Problem to work on
List all lines of the data containing the word "length".

Extracted data
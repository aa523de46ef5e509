use crate::core::grid_metrics::GridMetrics;
use crate::core::types::{DataPoint, PixelPoint};

/// Bidirectional mapping between data space and pixel space for one layout.
///
/// Data Y grows upwards while pixel Y grows downwards, so the vertical axis
/// is inverted around the grid center.
#[derive(Debug, Clone, Copy, PartialEq)]
pub struct CoordinateTransform {
    center: PixelPoint,
    unit_size: f64,
}

impl CoordinateTransform {
    #[must_use]
    pub fn new(metrics: &GridMetrics) -> Self {
        Self {
            center: metrics.center(),
            unit_size: metrics.unit_size_px(),
        }
    }

    #[must_use]
    pub fn unit_size(self) -> f64 {
        self.unit_size
    }

    #[must_use]
    pub fn to_pixel(self, point: DataPoint) -> PixelPoint {
        PixelPoint::new(
            self.center.x + point.x * self.unit_size,
            self.center.y - point.y * self.unit_size,
        )
    }

    #[must_use]
    pub fn to_data(self, point: PixelPoint) -> DataPoint {
        DataPoint::new(
            (point.x - self.center.x) / self.unit_size,
            (self.center.y - point.y) / self.unit_size,
        )
    }

    /// Converts a length in data units to pixels.
    #[must_use]
    pub fn length_to_pixels(self, length: f64) -> f64 {
        length * self.unit_size
    }
}

impl From<&GridMetrics> for CoordinateTransform {
    fn from(metrics: &GridMetrics) -> Self {
        Self::new(metrics)
    }
}

#[cfg(test)]
mod tests {
    use approx::assert_abs_diff_eq;

    use super::CoordinateTransform;
    use crate::core::{AxisLimits, DataPoint, GridMetrics, PixelPoint, SurfaceSize};

    fn default_transform() -> CoordinateTransform {
        let metrics = GridMetrics::compute(SurfaceSize::square(400), AxisLimits::default(), 30, 200);
        CoordinateTransform::new(&metrics)
    }

    #[test]
    fn data_y_axis_points_up() {
        let transform = default_transform();
        let up = transform.to_pixel(DataPoint::new(0.0, 1.0));
        assert_eq!(up, PixelPoint::new(200.0, 30.0));
        let right = transform.to_pixel(DataPoint::new(0.5, 0.0));
        assert_eq!(right, PixelPoint::new(285.0, 200.0));
    }

    #[test]
    fn center_pixel_maps_to_origin() {
        let data = default_transform().to_data(PixelPoint::new(200.0, 200.0));
        assert_eq!(data, DataPoint::new(0.0, 0.0));
    }

    #[test]
    fn pixel_round_trip_is_stable() {
        let transform = default_transform();
        let pixel = PixelPoint::new(37.25, 311.5);
        let back = transform.to_pixel(transform.to_data(pixel));
        assert_abs_diff_eq!(back.x, pixel.x, epsilon = 1e-9);
        assert_abs_diff_eq!(back.y, pixel.y, epsilon = 1e-9);
    }
}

Result for this task
    /// Converts a length in data units to pixels.
    pub fn length_to_pixels(self, length: f64) -> f64 {
        length * self.unit_size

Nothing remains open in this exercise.